> **Description of the task**: Where the records below show a line containing "evaluator, mutate, then", start copying; end with the line containing "Receiver that observes", and copy it too.

> **Supplied material**:
<<<<

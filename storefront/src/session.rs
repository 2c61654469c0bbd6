//! The storefront cart session.
//!
//! A session owns the single published view of the cart. Every operation
//! runs under one per-cart lock, so at most one request sequence is in
//! flight: fetch a fresh snapshot, decide with the evaluator, mutate, then
//! fetch again and publish. Subscribers are notified on every publish.

use std::future::Future;
use std::time::Duration;

use free_sample::cart::CartSnapshot;
use free_sample::catalog::{eligible_products, CatalogProduct};
use free_sample::checkout::{CheckoutGate, GateDecision};
use free_sample::evaluator::{
    AdmissionResult, CartPolicyEvaluator, QuantityAdmission, SampleAdmission,
};
use free_sample::offers::Offer;
use free_sample::policy::Policy;
use tokio::sync::{watch, Mutex};
use tracing::{debug, info, instrument, warn};

use crate::backend::CartBackend;
use crate::error::{BackendError, Result, SessionError};
use crate::wire::{AddItemRequest, ChangeLineRequest};

pub const DEFAULT_REQUEST_TIMEOUT: Duration = Duration::from_secs(5);

/// Settings a session is constructed with.
#[derive(Clone, Copy, Debug, PartialEq)]
pub struct SessionConfig {
    pub policy: Policy,
    /// Upper bound for each backend request.
    pub request_timeout: Duration,
}

impl Default for SessionConfig {
    fn default() -> Self {
        Self {
            policy: Policy::default(),
            request_timeout: DEFAULT_REQUEST_TIMEOUT,
        }
    }
}

/// Everything the storefront renders, derived from one snapshot.
#[derive(Clone, Debug, PartialEq)]
pub struct CartView {
    /// Increases by one with every publish.
    pub revision: u64,
    pub snapshot: CartSnapshot,
    pub offers: Vec<Offer>,
    pub admission: AdmissionResult,
}

pub struct CartSession<B> {
    backend: B,
    config: SessionConfig,
    view: watch::Sender<Option<CartView>>,
    cancelled: watch::Sender<bool>,
    mutations: Mutex<()>,
}

impl<B: CartBackend> CartSession<B> {
    pub fn new(backend: B, config: SessionConfig) -> Self {
        let (view, _) = watch::channel(None);
        let (cancelled, _) = watch::channel(false);
        Self {
            backend,
            config,
            view,
            cancelled,
            mutations: Mutex::new(()),
        }
    }

    pub fn backend(&self) -> &B {
        &self.backend
    }

    pub fn config(&self) -> &SessionConfig {
        &self.config
    }

    /// Receiver that observes every published view. Holds `None` until the
    /// first successful load.
    pub fn subscribe(&self) -> watch::Receiver<Option<CartView>> {
        self.view.subscribe()
    }

    pub fn current(&self) -> Option<CartView> {
        self.view.borrow().clone()
    }

    /// Ends the session. In-flight requests resolve to
    /// [`SessionError::Cancelled`] and later calls fail immediately.
    pub fn cancel(&self) {
        self.cancelled.send_replace(true);
    }

    pub fn is_cancelled(&self) -> bool {
        *self.cancelled.borrow()
    }

    /// Re-fetches cart and catalog and publishes the result. On failure the
    /// published view is left as it was.
    #[instrument(skip(self))]
    pub async fn refresh(&self) -> Result<CartView> {
        let _guard = self.mutations.lock().await;
        self.reload().await
    }

    /// Adds one unit of the product's default variant as a free sample,
    /// after re-validating against a fresh snapshot.
    #[instrument(skip(self))]
    pub async fn add_sample(&self, product_id: &str) -> Result<CartView> {
        let _guard = self.mutations.lock().await;
        let view = self.reload().await?;

        let offer = view
            .offers
            .iter()
            .find(|offer| offer.product.product_id == product_id)
            .ok_or_else(|| SessionError::UnknownProduct(product_id.to_string()))?;
        let variant_id = offer.product.variant_id.clone();

        let evaluator = self.evaluator();
        let admission = evaluator
            .evaluate(&view.snapshot)
            .evaluate_sample_addition(&variant_id);
        if let SampleAdmission::Denied(denial) = admission {
            info!(%denial, "free sample denied");
            return Err(SessionError::Denied(denial));
        }

        self.call(
            "add sample",
            self.backend.add_item(AddItemRequest::sample(variant_id)),
            SessionError::Mutation,
        )
        .await?;
        info!("free sample added");
        self.reload().await
    }

    /// Sets a line's quantity. Sample lines only accept 0 or 1; a sample line
    /// already above 1 is reset to 1 before the rejection is returned.
    #[instrument(skip(self))]
    pub async fn change_quantity(&self, line_id: &str, quantity: u64) -> Result<CartView> {
        let _guard = self.mutations.lock().await;
        let view = self.reload().await?;

        let evaluator = self.evaluator();
        let admission = evaluator
            .evaluate(&view.snapshot)
            .evaluate_quantity_change(line_id, quantity);
        match admission {
            QuantityAdmission::UnknownLine => Err(SessionError::UnknownLine(line_id.to_string())),
            QuantityAdmission::Denied(denial) => {
                let current = view.snapshot.line(line_id).map_or(0, |line| line.quantity);
                if current > 1 {
                    warn!(current, "resetting free sample quantity to 1");
                    self.set_quantity(line_id, 1).await?;
                    self.reload().await?;
                }
                info!(%denial, "quantity change rejected");
                Err(SessionError::Denied(denial))
            }
            QuantityAdmission::Allowed => {
                self.set_quantity(line_id, quantity).await?;
                self.reload().await
            }
        }
    }

    pub async fn remove_line(&self, line_id: &str) -> Result<CartView> {
        self.change_quantity(line_id, 0).await
    }

    /// Revalidates the cart before navigating to checkout. Any error means
    /// the caller must not proceed.
    #[instrument(skip(self))]
    pub async fn checkout(&self) -> Result<GateDecision> {
        let _guard = self.mutations.lock().await;
        let view = self.reload().await?;
        let decision = CheckoutGate::new(self.config.policy).decide(&view.snapshot);
        debug!(?decision, "checkout gate");
        Ok(decision)
    }

    fn evaluator(&self) -> CartPolicyEvaluator {
        CartPolicyEvaluator::new(self.config.policy)
    }

    async fn set_quantity(&self, line_id: &str, quantity: u64) -> Result<()> {
        let request = ChangeLineRequest {
            id: line_id.to_string(),
            quantity,
        };
        self.call(
            "change line",
            self.backend.change_line(request),
            SessionError::Mutation,
        )
        .await
    }

    async fn reload(&self) -> Result<CartView> {
        let (snapshot, catalog) = tokio::try_join!(
            self.call("fetch cart", self.backend.fetch_cart(), SessionError::Fetch),
            self.call(
                "fetch catalog",
                self.backend.fetch_catalog(),
                SessionError::Fetch
            ),
        )?;
        Ok(self.publish(self.view_of(snapshot, catalog)))
    }

    fn view_of(&self, snapshot: CartSnapshot, catalog: Vec<CatalogProduct>) -> CartView {
        let products = eligible_products(catalog);
        let evaluator = self.evaluator();
        let (offers, admission) = {
            let evaluation = evaluator.evaluate(&snapshot);
            (
                evaluation.build_offers(&products),
                evaluation.evaluate_checkout_admission(),
            )
        };
        CartView {
            revision: 0,
            snapshot,
            offers,
            admission,
        }
    }

    fn publish(&self, mut view: CartView) -> CartView {
        self.view.send_modify(|current| {
            view.revision = current.as_ref().map_or(1, |previous| previous.revision + 1);
            *current = Some(view.clone());
        });
        debug!(revision = view.revision, "published cart view");
        view
    }

    /// Runs one backend request, bounded by the request timeout and the
    /// session's cancellation.
    async fn call<T, F>(
        &self,
        operation: &'static str,
        request: F,
        on_error: fn(BackendError) -> SessionError,
    ) -> Result<T>
    where
        F: Future<Output = std::result::Result<T, BackendError>>,
    {
        let cancelled = self.cancelled.subscribe();
        if *cancelled.borrow() {
            return Err(SessionError::Cancelled);
        }
        tokio::select! {
            outcome = tokio::time::timeout(self.config.request_timeout, request) => match outcome {
                Ok(result) => result.map_err(|error| {
                    warn!(operation, %error, "request failed");
                    on_error(error)
                }),
                Err(_) => {
                    warn!(operation, "request timed out");
                    Err(SessionError::Timeout { operation })
                }
            },
            _ = wait_cancelled(cancelled) => Err(SessionError::Cancelled),
        }
    }
}

async fn wait_cancelled(mut cancelled: watch::Receiver<bool>) {
    while !*cancelled.borrow_and_update() {
        if cancelled.changed().await.is_err() {
            // Sender gone: the session itself was dropped.
            std::future::pending::<()>().await;
        }
    }
}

>>>>

> **Exercise response**:
//! flight: fetch a fresh snapshot, decide with the evaluator, mutate, then
//! fetch again and publish. Subscribers are notified on every publish.

use std::future::Future;
use std::time::Duration;

use free_sample::cart::CartSnapshot;
use free_sample::catalog::{eligible_products, CatalogProduct};
use free_sample::checkout::{CheckoutGate, GateDecision};
use free_sample::evaluator::{
    AdmissionResult, CartPolicyEvaluator, QuantityAdmission, SampleAdmission,
};
use free_sample::offers::Offer;
use free_sample::policy::Policy;
use tokio::sync::{watch, Mutex};
use tracing::{debug, info, instrument, warn};

use crate::backend::CartBackend;
use crate::error::{BackendError, Result, SessionError};
use crate::wire::{AddItemRequest, ChangeLineRequest};

pub const DEFAULT_REQUEST_TIMEOUT: Duration = Duration::from_secs(5);

/// Settings a session is constructed with.
#[derive(Clone, Copy, Debug, PartialEq)]
pub struct SessionConfig {
    pub policy: Policy,
    /// Upper bound for each backend request.
    pub request_timeout: Duration,
}

impl Default for SessionConfig {
    fn default() -> Self {
        Self {
            policy: Policy::default(),
            request_timeout: DEFAULT_REQUEST_TIMEOUT,
        }
    }
}

/// Everything the storefront renders, derived from one snapshot.
#[derive(Clone, Debug, PartialEq)]
pub struct CartView {
    /// Increases by one with every publish.
    pub revision: u64,
    pub snapshot: CartSnapshot,
    pub offers: Vec<Offer>,
    pub admission: AdmissionResult,
}

pub struct CartSession<B> {
    backend: B,
    config: SessionConfig,
    view: watch::Sender<Option<CartView>>,
    cancelled: watch::Sender<bool>,
    mutations: Mutex<()>,
}

impl<B: CartBackend> CartSession<B> {
    pub fn new(backend: B, config: SessionConfig) -> Self {
        let (view, _) = watch::channel(None);
        let (cancelled, _) = watch::channel(false);
        Self {
            backend,
            config,
            view,
            cancelled,
            mutations: Mutex::new(()),
        }
    }

    pub fn backend(&self) -> &B {
        &self.backend
    }

    pub fn config(&self) -> &SessionConfig {
        &self.config
    }

    /// Receiver that observes every published view. Holds `None` until the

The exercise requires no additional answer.